ACF further found that Delta subsidiaries involved with the four grants had all been administratively dissolved as corporations by the State of Mississippi for failure to file required annual reports and pay state taxes. ACF disallowed a total of $224,700, with this amount "arrived at by taking the full amount of the grant less the amount allowed for creating some jobs and less amounts disallowed elsewhere in [the disallowance notification]." Delta Ex. 9, at 7 - 8. This amount included $130,692 for the 1993 grant; $92,673 for the 1994 grant; and $905 for the 1995 grant.

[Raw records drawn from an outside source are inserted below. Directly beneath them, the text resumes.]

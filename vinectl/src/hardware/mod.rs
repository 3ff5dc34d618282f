//! Valve relays and the flow sensor.
//!
//! The supervisor talks to hardware only through [`ValveBank`] and
//! [`PulseSource`], so the same event logic runs against GPIO, a dry run,
//! or a simulated flow.

pub mod sim;
pub mod sysfs;

use anyhow::Result;
use std::sync::atomic::{AtomicBool, Ordering};
use std::sync::Arc;
use std::thread::JoinHandle;

use crate::config::{Config, HardwareBackend};
use crate::error::HardwareError;
use crate::flow::PulseSender;

pub use sim::{DryRunValveBank, NoPulses, ScriptedPulses, SimulatedFlow, ValveAction};
pub use sysfs::{SysfsPulseInput, SysfsValveBank};

pub trait ValveBank: Send {
    fn close_all(&mut self) -> Result<(), HardwareError>;
    fn open(&mut self, block: &str) -> Result<(), HardwareError>;
}

pub trait PulseSource: Send {
    /// Begin delivering pulses into `sender` until the handle is stopped.
    fn start(&mut self, sender: PulseSender) -> Result<PulseHandle>;
}

/// Running pulse producer; stops and joins its thread on drop.
pub struct PulseHandle {
    stop: Arc<AtomicBool>,
    thread: Option<JoinHandle<()>>,
}

impl PulseHandle {
    pub fn new(stop: Arc<AtomicBool>, thread: Option<JoinHandle<()>>) -> Self {
        Self { stop, thread }
    }

    /// Handle for a source that has no thread.
    pub fn idle() -> Self {
        Self::new(Arc::new(AtomicBool::new(false)), None)
    }

    pub fn stop(&mut self) {
        self.stop.store(true, Ordering::SeqCst);
        if let Some(thread) = self.thread.take() {
            if thread.join().is_err() {
                tracing::error!("pulse input thread panicked");
            }
        }
    }
}

impl Drop for PulseHandle {
    fn drop(&mut self) {
        self.stop();
    }
}

pub struct Hardware {
    pub valves: Box<dyn ValveBank>,
    pub pulses: Box<dyn PulseSource>,
}

impl Hardware {
    pub fn from_config(config: &Config) -> Self {
        match config.hardware {
            HardwareBackend::Sysfs => Self {
                valves: Box::new(SysfsValveBank::new(config.valves.clone())),
                pulses: Box::new(SysfsPulseInput::new(
                    config.flow_sensor_pin,
                    config.pulse_debounce(),
                )),
            },
            HardwareBackend::DryRun => Self {
                valves: Box::new(DryRunValveBank::new(config.valves.keys().cloned())),
                pulses: Box::new(NoPulses),
            },
            HardwareBackend::Simulated => Self {
                valves: Box::new(DryRunValveBank::new(config.valves.keys().cloned())),
                pulses: Box::new(SimulatedFlow::new(
                    config.simulated_gpm,
                    config.gallons_per_pulse,
                )),
            },
        }
    }
}
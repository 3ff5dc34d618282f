//! Tick command: one periodic controller run.
//! Usage: vinectl tick [--plan-only]

use anyhow::Result;
use chrono::Local;
use colored::Colorize;
use std::sync::atomic::AtomicBool;
use std::sync::Arc;

use crate::config::Config;
use crate::controller::{Controller, EventLauncher, InProcessLauncher, RecordingLauncher};
use crate::error::Outcome;
use crate::fs::WorkDir;
use crate::hardware::Hardware;
use crate::schedule::{Decision, HttpScheduleSource};

/// Execute the tick command
///
/// # Arguments
/// * `interrupt` - Raised on Ctrl-C; a supervisor started by this tick stops gracefully
/// * `plan_only` - Report what would be started instead of starting it
pub fn execute(
    config: &Config,
    work_dir: &WorkDir,
    interrupt: Arc<AtomicBool>,
    plan_only: bool,
) -> Result<()> {
    let valves = Hardware::from_config(config).valves;
    let mut controller = Controller::new(config.clone(), work_dir.clone(), valves);
    if let Some(source) = HttpScheduleSource::from_config(config)? {
        controller = controller.with_source(Box::new(source));
    }

    let mut recording = RecordingLauncher::default();
    let mut in_process = InProcessLauncher::new(config.clone(), work_dir.clone(), interrupt);
    let launcher: &mut dyn EventLauncher = if plan_only {
        &mut recording
    } else {
        &mut in_process
    };

    let report = controller.tick(Local::now().naive_local(), launcher)?;

    match &report.fetched {
        Outcome::Succeeded(Some(path)) => {
            println!("{} installed {}", "✓".green().bold(), path.display())
        }
        Outcome::Failed(reason) => println!("{} schedule fetch: {reason}", "✗".red().bold()),
        _ => {}
    }
    if report.aged_out > 0 {
        println!("  {} undelivered file(s) moved to orphans", report.aged_out);
    }
    for (stem, outcome) in &report.swept {
        println!("  orphan {stem}: {outcome}");
    }

    match &report.decision {
        Decision::Idle => println!("{}", "Idle".dimmed()),
        Decision::KeepRunning { pid, key } => println!("Running: {key} (pid {pid})"),
        Decision::Stop { key, .. } => println!("{} {key}", "Stopped".yellow()),
        Decision::Start(plan) if plan_only => {
            println!("{} {} block {} until {}", "Would start".cyan(), plan.key, plan.block(), plan.end)
        }
        Decision::Start(plan) => println!("{} {}", "Finished".green(), plan.key),
        Decision::Replace { key, start, .. } => {
            println!("{} {key} {} {}", "Replaced".yellow(), "→".dimmed(), start.key)
        }
        Decision::Reset(reason) => println!("{} {reason}", "Reset:".red().bold()),
    }

    Ok(())
}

In its brief in this appeal proceeding, ACF clarified that Delta's failure to comply with the terms of its grant awards requiring it to purchase stock in Delta Capital and Delta Enterprises amounted to a material breach of each award and grounds for the disallowance. ACF Br. at 47. ACF stated that it was evident that Delta treated the grant funds as unrestricted support for its operation as its whole. ACF stressed that if it had known of the dissolutions of the subsidiary organizations and their consequent legal inability to engage in business activities, it would not have awarded the grants.

Delta argued that it had attempted to purchase stock in Delta Enterprises and Delta Capital as proposed in each grant application, but both corporations had already issued all authorized stock. Delta explained that the corporations recorded the receipt of grant funds as paid-in capital, which represented Delta's investment in each of the subsidiaries as proposed in the grant applications. According to Delta, ACF failed to show that Delta's accounting treatment of the grant funds amounted to anything more than an inconsequential reclassification of the funds. Delta asserted that regardless of the accounting treatment of the funds, the grant funds were invested in Delta Enterprises and Delta Capital as contemplated in the grant applications. Delta further maintained that all of the subsidiaries in question had been reinstated by the State of Mississippi and that under Mississippi law any acts taken by a corporation during a period of dissolution are legal and effective once the corporation is reinstated. Delta further questioned the method used to calculate the disallowed costs relating to the subsidiaries, arguing that there was no statutory or regulatory authority for the approach taken by ACF.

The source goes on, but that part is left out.